A number of studies have evaluated the CED-based distribution properties of nanoparticles of a similar size to HSV-1. For example, polystyrene nanoparticles and liposomes with a diameter of 200 nm only penetrate short distances into the striatum of rats . Coating these nanoparticles with albumin to shield the hydrophobic particle surface significantly improved their distribution . We combined these approaches by pre-infusing both white matter and gray matter with isotonic albumin solutions to shield nonspecific binding and achieve isotonic expansion of the brain extracellular space to facilitate the administration of HSV. This approach facilitated the widespread distribution of vector in the white matter of rat and pig brain, although it was unsuccessful in the gray matter of rats . The ability to distribute HSV following tissue pre-infusion in white matter and not gray matter probably relates to the greater elasticity of white matter and subsequently its greater capacity to accommodate an infused volume . Indeed, the microstructural orientation of myelinated axons is maintained by oligodendroglial processes in the presence of experimentally induced dilatation of the brain extracellular space .
Successful distribution of vector within the white matter resulted in a brisk immune response characterized by a rapid infiltration of ED1 + activated microglia and CD8 + T cells. In the context of treating brain tumors, the induction of an anti-HSV CD8 response is likely to enhance the tumor cell kill and therefore treatment efficacy, but at the potential cost of promoting treatment toxicity. Although no animals in our study developed detectable neurological deficits, the long-term consequences of widespread distribution and cell transduction with HSV-1 vectors within the brain and the resultant vigorous immune response requires careful evaluation. This necessity is emphasized by the potential for significant vector escape from the relatively immune-privileged brain into the systemic circulation with the subsequent development of an adaptive immune response. Realistically, this could be mediated through tissue damage associated with cannula implantation, infusion-related damage, or drainage of vector through the perivascular spaces. Further research is critical for establishing whether an adaptive immune response does occur and, if it does, whether it leads to an enhanced antitumor response or leads to detrimental effects on normal brain.

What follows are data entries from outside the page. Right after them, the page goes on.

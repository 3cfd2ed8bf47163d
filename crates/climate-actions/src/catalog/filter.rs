use super::domain::{ActionRecord, ActionStatus, Category, CostTier, Sector};
use super::sort::locale_cmp;
use serde::{Deserialize, Serialize};

/// Facet selection driven by the dashboard user.
///
/// Empty facet lists impose no restriction. Values inside one facet are
/// alternatives; facets combine with logical AND.
#[derive(Debug, Clone, Default, PartialEq, Eq, Serialize, Deserialize)]
#[serde(rename_all = "camelCase")]
pub struct FilterCriteria {
    #[serde(default, skip_serializing_if = "Option::is_none")]
    pub city: Option<String>,
    #[serde(default, skip_serializing_if = "Vec::is_empty")]
    pub categories: Vec<Category>,
    #[serde(default, skip_serializing_if = "Vec::is_empty")]
    pub sectors: Vec<Sector>,
    #[serde(default, skip_serializing_if = "Vec::is_empty")]
    pub cost_tiers: Vec<CostTier>,
    #[serde(default, skip_serializing_if = "Vec::is_empty")]
    pub statuses: Vec<ActionStatus>,
    #[serde(default, skip_serializing_if = "Option::is_none")]
    pub search: Option<String>,
}

/// Partial change merged over the current criteria. `None` leaves a facet
/// untouched; `Some(None)` clears the city or search.
#[derive(Debug, Clone, Default)]
pub struct CriteriaUpdate {
    pub city: Option<Option<String>>,
    pub categories: Option<Vec<Category>>,
    pub sectors: Option<Vec<Sector>>,
    pub cost_tiers: Option<Vec<CostTier>>,
    pub statuses: Option<Vec<ActionStatus>>,
    pub search: Option<Option<String>>,
}

impl FilterCriteria {
    pub fn is_unrestricted(&self) -> bool {
        self.city.is_none()
            && self.categories.is_empty()
            && self.sectors.is_empty()
            && self.cost_tiers.is_empty()
            && self.statuses.is_empty()
            && self.search.as_deref().map_or(true, |search| search.trim().is_empty())
    }

    pub fn apply(&mut self, update: CriteriaUpdate) {
        if let Some(city) = update.city {
            self.city = city;
        }
        if let Some(categories) = update.categories {
            self.categories = categories;
        }
        if let Some(sectors) = update.sectors {
            self.sectors = sectors;
        }
        if let Some(cost_tiers) = update.cost_tiers {
            self.cost_tiers = cost_tiers;
        }
        if let Some(statuses) = update.statuses {
            self.statuses = statuses;
        }
        if let Some(search) = update.search {
            self.search = search;
        }
    }

    pub fn clear(&mut self) {
        *self = Self::default();
    }

    /// Explicit query text wins; otherwise fall back to the search carried in
    /// the criteria (as decoded from a shared link).
    pub fn effective_search<'a>(&'a self, search: &'a str) -> &'a str {
        if search.trim().is_empty() {
            self.search.as_deref().unwrap_or_default()
        } else {
            search
        }
    }

    pub fn matches(&self, record: &ActionRecord, search: &str) -> bool {
        self.passes(record, normalized_query(search).as_deref())
    }

    /// `query` is already trimmed and lowercased.
    fn passes(&self, record: &ActionRecord, query: Option<&str>) -> bool {
        self.matches_facets(record)
            && query.map_or(true, |query| search_text(record).contains(query))
    }

    fn matches_facets(&self, record: &ActionRecord) -> bool {
        if let Some(city) = &self.city {
            if &record.city != city {
                return false;
            }
        }

        facet_allows(&self.categories, &record.category)
            && facet_allows(&self.sectors, &record.sector)
            && facet_allows(&self.cost_tiers, &record.cost_tier)
            && facet_allows(&self.statuses, &record.status)
    }
}

fn facet_allows<T: PartialEq>(selected: &[T], value: &T) -> bool {
    selected.is_empty() || selected.contains(value)
}

fn normalized_query(search: &str) -> Option<String> {
    let trimmed = search.trim();
    (!trimmed.is_empty()).then(|| trimmed.to_lowercase())
}

fn search_text(record: &ActionRecord) -> String {
    let mut parts = vec![
        record.city.as_str(),
        record.action_name.as_str(),
        record.description.as_str(),
    ];
    parts.extend(record.tags().iter().map(String::as_str));
    parts.join(" ").to_lowercase()
}

/// Records passing every active facet and the free-text query, in input order.
pub fn filter_actions(
    records: &[ActionRecord],
    criteria: &FilterCriteria,
    search: &str,
) -> Vec<ActionRecord> {
    let query = normalized_query(search);
    records
        .iter()
        .filter(|record| criteria.passes(record, query.as_deref()))
        .cloned()
        .collect()
}

/// De-duplicated city names for the city selector, in collation order.
pub fn distinct_cities(records: &[ActionRecord]) -> Vec<String> {
    let mut cities: Vec<String> = records.iter().map(|record| record.city.clone()).collect();
    cities.sort_by(|a, b| locale_cmp(a, b));
    cities.dedup();
    cities
}
//! The dashboard read/write surface: a service composing the loader with the
//! status ledger, and the HTTP routes in front of it.

pub mod router;
pub mod service;

pub use router::catalog_router;
pub use service::{CatalogService, CatalogServiceError, CatalogSummary};
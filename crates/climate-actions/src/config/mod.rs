use std::env;
use std::fmt;
use std::net::{IpAddr, SocketAddr};
use std::path::PathBuf;
use std::time::Duration;

/// Distinguishes runtime behavior for different stages of the service.
#[derive(Debug, Clone, Copy, PartialEq, Eq)]
pub enum AppEnvironment {
    Development,
    Test,
    Production,
}

impl AppEnvironment {
    fn from_str(value: &str) -> Self {
        match value.trim().to_ascii_lowercase().as_str() {
            "prod" | "production" => Self::Production,
            "test" | "ci" => Self::Test,
            _ => Self::Development,
        }
    }
}

/// Top-level configuration for the dashboard service and its CLI.
#[derive(Debug, Clone)]
pub struct AppConfig {
    pub environment: AppEnvironment,
    pub server: ServerConfig,
    pub telemetry: TelemetryConfig,
    pub data: DataSourceConfig,
}

impl AppConfig {
    pub fn load() -> Result<Self, ConfigError> {
        dotenvy::dotenv().ok();

        let environment = AppEnvironment::from_str(
            &env::var("APP_ENV").unwrap_or_else(|_| "development".to_string()),
        );

        let host = env::var("APP_HOST").unwrap_or_else(|_| "127.0.0.1".to_string());
        let port = env::var("APP_PORT")
            .unwrap_or_else(|_| "5000".to_string())
            .parse::<u16>()
            .map_err(|_| ConfigError::InvalidPort)?;

        let log_level = env::var("APP_LOG_LEVEL").unwrap_or_else(|_| "info".to_string());

        let request_timeout = env::var("HTTP_TIMEOUT_SECS")
            .unwrap_or_else(|_| "10".to_string())
            .parse::<u64>()
            .ok()
            .filter(|secs| *secs > 0)
            .map(Duration::from_secs)
            .ok_or(ConfigError::InvalidTimeout)?;

        let sheets = SheetsConfig {
            api_key: non_empty_var("GOOGLE_SHEETS_API_KEY"),
            spreadsheet_id: non_empty_var("GOOGLE_SHEETS_ID"),
            range: env::var("GOOGLE_SHEETS_RANGE").unwrap_or_else(|_| "Actions!A:O".to_string()),
        };

        let data = DataSourceConfig {
            sheets,
            snapshot_path: env::var("ACTIONS_SNAPSHOT_PATH")
                .map(PathBuf::from)
                .unwrap_or_else(|_| PathBuf::from("public/actions.json")),
            api_url: env::var("ACTIONS_API_URL")
                .unwrap_or_else(|_| "http://127.0.0.1:5000".to_string()),
            request_timeout,
        };

        Ok(Self {
            environment,
            server: ServerConfig { host, port },
            telemetry: TelemetryConfig { log_level },
            data,
        })
    }
}

fn non_empty_var(key: &str) -> Option<String> {
    env::var(key)
        .ok()
        .map(|value| value.trim().to_string())
        .filter(|value| !value.is_empty())
}

/// Settings controlling the HTTP server binding.
#[derive(Debug, Clone)]
pub struct ServerConfig {
    pub host: String,
    pub port: u16,
}

impl ServerConfig {
    pub fn socket_addr(&self) -> Result<SocketAddr, ConfigError> {
        if self.host.eq_ignore_ascii_case("localhost") {
            return Ok(SocketAddr::new(IpAddr::from([127, 0, 0, 1]), self.port));
        }

        let ip: IpAddr = self
            .host
            .parse()
            .map_err(|source| ConfigError::InvalidHost { source })?;

        Ok(SocketAddr::new(ip, self.port))
    }
}

#[derive(Debug, Clone)]
pub struct TelemetryConfig {
    pub log_level: String,
}

/// Where the catalog is read from.
#[derive(Debug, Clone)]
pub struct DataSourceConfig {
    pub sheets: SheetsConfig,
    /// Static snapshot served when the spreadsheet is unreachable.
    pub snapshot_path: PathBuf,
    /// Base URL of a running dashboard service, used by CLI commands.
    pub api_url: String,
    pub request_timeout: Duration,
}

#[derive(Debug, Clone)]
pub struct SheetsConfig {
    pub api_key: Option<String>,
    pub spreadsheet_id: Option<String>,
    pub range: String,
}

#[derive(Debug)]
pub enum ConfigError {
    InvalidPort,
    InvalidHost { source: std::net::AddrParseError },
    InvalidTimeout,
}

impl fmt::Display for ConfigError {
    fn fmt(&self, f: &mut fmt::Formatter<'_>) -> fmt::Result {
        match self {
            ConfigError::InvalidPort => write!(f, "APP_PORT must be a valid u16"),
            ConfigError::InvalidHost { .. } => {
                write!(f, "APP_HOST must parse to an IPv4 or IPv6 address")
            }
            ConfigError::InvalidTimeout => {
                write!(f, "HTTP_TIMEOUT_SECS must be a positive number of seconds")
            }
        }
    }
}

impl std::error::Error for ConfigError {
    fn source(&self) -> Option<&(dyn std::error::Error + 'static)> {
        match self {
            ConfigError::InvalidPort | ConfigError::InvalidTimeout => None,
            ConfigError::InvalidHost { source } => Some(source),
        }
    }
}

#[cfg(test)]
mod tests {
    use super::*;
    use std::env;
    use std::sync::{Mutex, OnceLock};

    fn env_guard() -> &'static Mutex<()> {
        static GUARD: OnceLock<Mutex<()>> = OnceLock::new();
        GUARD.get_or_init(|| Mutex::new(()))
    }

    const KEYS: [&str; 10] = [
        "APP_ENV",
        "APP_HOST",
        "APP_PORT",
        "APP_LOG_LEVEL",
        "GOOGLE_SHEETS_API_KEY",
        "GOOGLE_SHEETS_ID",
        "GOOGLE_SHEETS_RANGE",
        "ACTIONS_SNAPSHOT_PATH",
        "ACTIONS_API_URL",
        "HTTP_TIMEOUT_SECS",
    ];

    fn reset_env() {
        for key in KEYS {
            env::remove_var(key);
        }
    }

    #[test]
    fn load_uses_defaults_when_env_missing() {
        let _lock = env_guard().lock().expect("env mutex poisoned");
        reset_env();
        let config = AppConfig::load().expect("config loads with defaults");
        assert_eq!(config.environment, AppEnvironment::Development);
        assert_eq!(config.server.host, "127.0.0.1");
        assert_eq!(config.server.port, 5000);
        assert_eq!(config.telemetry.log_level, "info");
        assert_eq!(config.data.sheets.range, "Actions!A:O");
        assert_eq!(config.data.snapshot_path, PathBuf::from("public/actions.json"));
        assert_eq!(config.data.request_timeout, Duration::from_secs(10));
    }

    #[test]
    fn blank_sheet_credentials_count_as_missing() {
        let _lock = env_guard().lock().expect("env mutex poisoned");
        reset_env();
        env::set_var("GOOGLE_SHEETS_API_KEY", "  ");
        env::set_var("GOOGLE_SHEETS_ID", "sheet-123");
        let config = AppConfig::load().expect("config loads");
        assert_eq!(config.data.sheets.api_key, None);
        assert_eq!(config.data.sheets.spreadsheet_id.as_deref(), Some("sheet-123"));
        reset_env();
    }

    #[test]
    fn rejects_zero_timeout() {
        let _lock = env_guard().lock().expect("env mutex poisoned");
        reset_env();
        env::set_var("HTTP_TIMEOUT_SECS", "0");
        let err = AppConfig::load().expect_err("zero timeout rejected");
        assert!(matches!(err, ConfigError::InvalidTimeout));
        reset_env();
    }

    #[test]
    fn accepts_localhost_host() {
        let _lock = env_guard().lock().expect("env mutex poisoned");
        reset_env();
        env::set_var("APP_HOST", "localhost");
        let config = AppConfig::load().expect("config loads");
        let addr = config.server.socket_addr().expect("localhost resolves");
        assert_eq!(addr, SocketAddr::new(IpAddr::from([127, 0, 0, 1]), 5000));
        reset_env();
    }
}
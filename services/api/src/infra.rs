use climate_actions::catalog::{
    ActionStatus, ExportFormat, LedgerError, StatusChange, StatusLedger,
};
use metrics_exporter_prometheus::PrometheusHandle;
use std::sync::atomic::AtomicBool;
use std::sync::{Arc, Mutex};

#[derive(Clone)]
pub(crate) struct AppState {
    pub(crate) readiness: Arc<AtomicBool>,
    pub(crate) metrics: Arc<PrometheusHandle>,
}

/// Accepted status changes for the lifetime of the process.
///
/// Unbounded: every change is kept because replaying the full sequence is
/// what rebuilds each record's `status_history`. Reads cost one pass over all
/// recorded changes; the ledger resets on restart.
#[derive(Default, Clone)]
pub(crate) struct InMemoryStatusLedger {
    changes: Arc<Mutex<Vec<StatusChange>>>,
}

impl StatusLedger for InMemoryStatusLedger {
    fn record(&self, change: StatusChange) -> Result<(), LedgerError> {
        let mut guard = self
            .changes
            .lock()
            .map_err(|_| LedgerError::Unavailable("ledger mutex poisoned".to_string()))?;
        guard.push(change);
        Ok(())
    }

    fn entries(&self) -> Result<Vec<StatusChange>, LedgerError> {
        let guard = self
            .changes
            .lock()
            .map_err(|_| LedgerError::Unavailable("ledger mutex poisoned".to_string()))?;
        Ok(guard.clone())
    }
}

pub(crate) fn parse_status(raw: &str) -> Result<ActionStatus, String> {
    raw.parse::<ActionStatus>().map_err(|err| {
        let expected: Vec<_> = ActionStatus::ordered()
            .into_iter()
            .map(ActionStatus::label)
            .collect();
        format!("{err} (expected one of: {})", expected.join(", "))
    })
}

pub(crate) fn parse_format(raw: &str) -> Result<ExportFormat, String> {
    raw.parse::<ExportFormat>().map_err(|err| err.to_string())
}

#[cfg(test)]
mod tests {
    use super::*;
    use chrono::NaiveDate;

    #[test]
    fn ledger_returns_changes_in_recording_order() {
        let ledger = InMemoryStatusLedger::default();
        let date = NaiveDate::from_ymd_opt(2025, 6, 1).expect("valid date");
        for (id, status) in [("a", ActionStatus::InProgress), ("b", ActionStatus::OnHold)] {
            ledger
                .record(StatusChange {
                    action_id: id.to_string(),
                    status,
                    date,
                })
                .expect("record succeeds");
        }
        let ids: Vec<_> = ledger
            .entries()
            .expect("entries available")
            .into_iter()
            .map(|change| change.action_id)
            .collect();
        assert_eq!(ids, ["a", "b"]);
    }

    #[test]
    fn repeated_updates_to_one_action_are_all_kept() {
        let ledger = InMemoryStatusLedger::default();
        let date = NaiveDate::from_ymd_opt(2025, 6, 1).expect("valid date");
        for status in [ActionStatus::ReadyToStart, ActionStatus::InProgress, ActionStatus::Completed] {
            ledger
                .record(StatusChange {
                    action_id: "a".to_string(),
                    status,
                    date,
                })
                .expect("record succeeds");
        }
        let statuses: Vec<_> = ledger
            .entries()
            .expect("entries available")
            .into_iter()
            .map(|change| change.status)
            .collect();
        assert_eq!(
            statuses,
            [ActionStatus::ReadyToStart, ActionStatus::InProgress, ActionStatus::Completed]
        );
    }

    #[test]
    fn parse_status_lists_valid_labels() {
        assert_eq!(parse_status("On hold"), Ok(ActionStatus::OnHold));
        let err = parse_status("Paused").expect_err("unknown label");
        assert!(err.contains("Not started, Ready to start, In progress, Completed, On hold"));
    }
}
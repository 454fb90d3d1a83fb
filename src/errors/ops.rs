use std::fmt::{self, Display};

/// 张量的二元运算符
#[derive(Debug, Clone, Copy, PartialEq, Eq)]
pub enum Operator {
    Add,
    Sub,
    Mul,
    Div,
    DotSum,
}
impl Display for Operator {
    fn fmt(&self, f: &mut fmt::Formatter<'_>) -> fmt::Result {
        let operation_name = match self {
            Operator::Add => "相加",
            Operator::Sub => "相减",
            Operator::Mul => "相乘",
            Operator::Div => "相除",
            Operator::DotSum => "点积和",
        };
        write!(f, "{}", operation_name)
    }
}

/// 比较运算符
#[derive(Debug, Clone, Copy, PartialEq, Eq)]
pub enum ComparisonOperator {
    GreaterOrEqual,
    LessOrEqual,
}
impl Display for ComparisonOperator {
    fn fmt(&self, f: &mut fmt::Formatter<'_>) -> fmt::Result {
        let operator_name = match self {
            ComparisonOperator::GreaterOrEqual => "≥",
            ComparisonOperator::LessOrEqual => "≤",
        };
        write!(f, "{}", operator_name)
    }
}
/*
 * @Description  : 可训练参数与按名称索引的梯度表。
 *                 参数名在整个网络内唯一（如`generator.conv_1.weight`），
 *                 梯度、优化器矩估计、检查点均以该名称为键。
 */

use crate::errors::{Operator, TensorError};
use crate::tensor::Tensor;
use serde::{Deserialize, Serialize};
use std::collections::BTreeMap;

/// 网络的参数快照：参数名 -> 参数值
pub type StateDict = BTreeMap<String, Tensor>;

#[derive(Debug, Clone, PartialEq, Serialize, Deserialize)]
pub struct Parameter {
    name: String,
    value: Tensor,
}

impl Parameter {
    pub fn new(name: impl Into<String>, value: Tensor) -> Self {
        Self {
            name: name.into(),
            value,
        }
    }

    pub fn name(&self) -> &str {
        &self.name
    }

    pub fn value(&self) -> &Tensor {
        &self.value
    }

    pub fn value_mut(&mut self) -> &mut Tensor {
        &mut self.value
    }

    /// 替换参数值，形状须与原值一致
    pub fn set_value(&mut self, value: Tensor) -> Result<(), TensorError> {
        TensorError::check_same_shape(&self.name, self.value.shape(), value.shape())?;
        self.value = value;
        Ok(())
    }

    pub fn size(&self) -> usize {
        self.value.size()
    }
}

/// 一次反向传播得到的参数梯度，按参数名索引。
/// 同名梯度多次写入时累加（如判别器对多个批次打分后的梯度）。
#[derive(Debug, Clone, Default, PartialEq)]
pub struct Gradients {
    grads: BTreeMap<String, Tensor>,
}

impl Gradients {
    pub fn new() -> Self {
        Self::default()
    }

    pub fn get(&self, name: &str) -> Option<&Tensor> {
        self.grads.get(name)
    }

    pub fn len(&self) -> usize {
        self.grads.len()
    }

    pub fn is_empty(&self) -> bool {
        self.grads.is_empty()
    }

    pub fn iter(&self) -> impl Iterator<Item = (&String, &Tensor)> {
        self.grads.iter()
    }

    /// 累加某个参数的梯度
    pub fn accumulate(&mut self, name: &str, grad: &Tensor) -> Result<(), TensorError> {
        match self.grads.get_mut(name) {
            Some(existing) => {
                if !existing.is_same_shape(grad) {
                    return Err(TensorError::OperatorError {
                        operator: Operator::Add,
                        tensor1_shape: existing.shape().to_vec(),
                        tensor2_shape: grad.shape().to_vec(),
                    });
                }
                *existing += grad;
            }
            None => {
                self.grads.insert(name.to_string(), grad.clone());
            }
        }
        Ok(())
    }

    /// self += factor * other
    pub fn add_scaled(&mut self, other: &Gradients, factor: f32) -> Result<(), TensorError> {
        for (name, grad) in &other.grads {
            self.accumulate(name, &(grad * factor))?;
        }
        Ok(())
    }

    pub fn scale(&mut self, factor: f32) {
        for grad in self.grads.values_mut() {
            *grad *= factor;
        }
    }

    /// 第一个含非有限值（NaN/Inf）的梯度名
    pub fn first_non_finite(&self) -> Option<&str> {
        self.grads
            .iter()
            .find(|(_, g)| !g.is_finite())
            .map(|(name, _)| name.as_str())
    }

    /// 所有梯度拼接后的L2范数
    pub fn global_norm(&self) -> f32 {
        self.grads.values().map(Tensor::sum_squares).sum::<f32>().sqrt()
    }
}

The potential risks of viral vector leakage into the CSF and the development of an immune response emphasize the importance of visualizing vector distribution clinically. As such, a number of T 1 and T 2 contrast agents have been developed to act as surrogate markers of vector distribution . However, co-infusion of vector with a surrogate marker adds significant complexity and regulatory hurdles to the clinical administration of gene therapy vectors to the brain. Nevertheless, we have demonstrated that T 2 -weighted magnetic resonance imaging (MRI) is a feasible strategy for approximate visualization of infusate distribution, although sparse cell transduction clearly extended beyond the margins of this high signal. Finally, in view of the apparent perivascular and possible axonal transport of vector augmenting the distribution achieved directly by CED, it is highly unlikely that the use of surrogate markers or MRI would offer a realistic prediction of the final distribution of HSV vector-mediated transduced cells.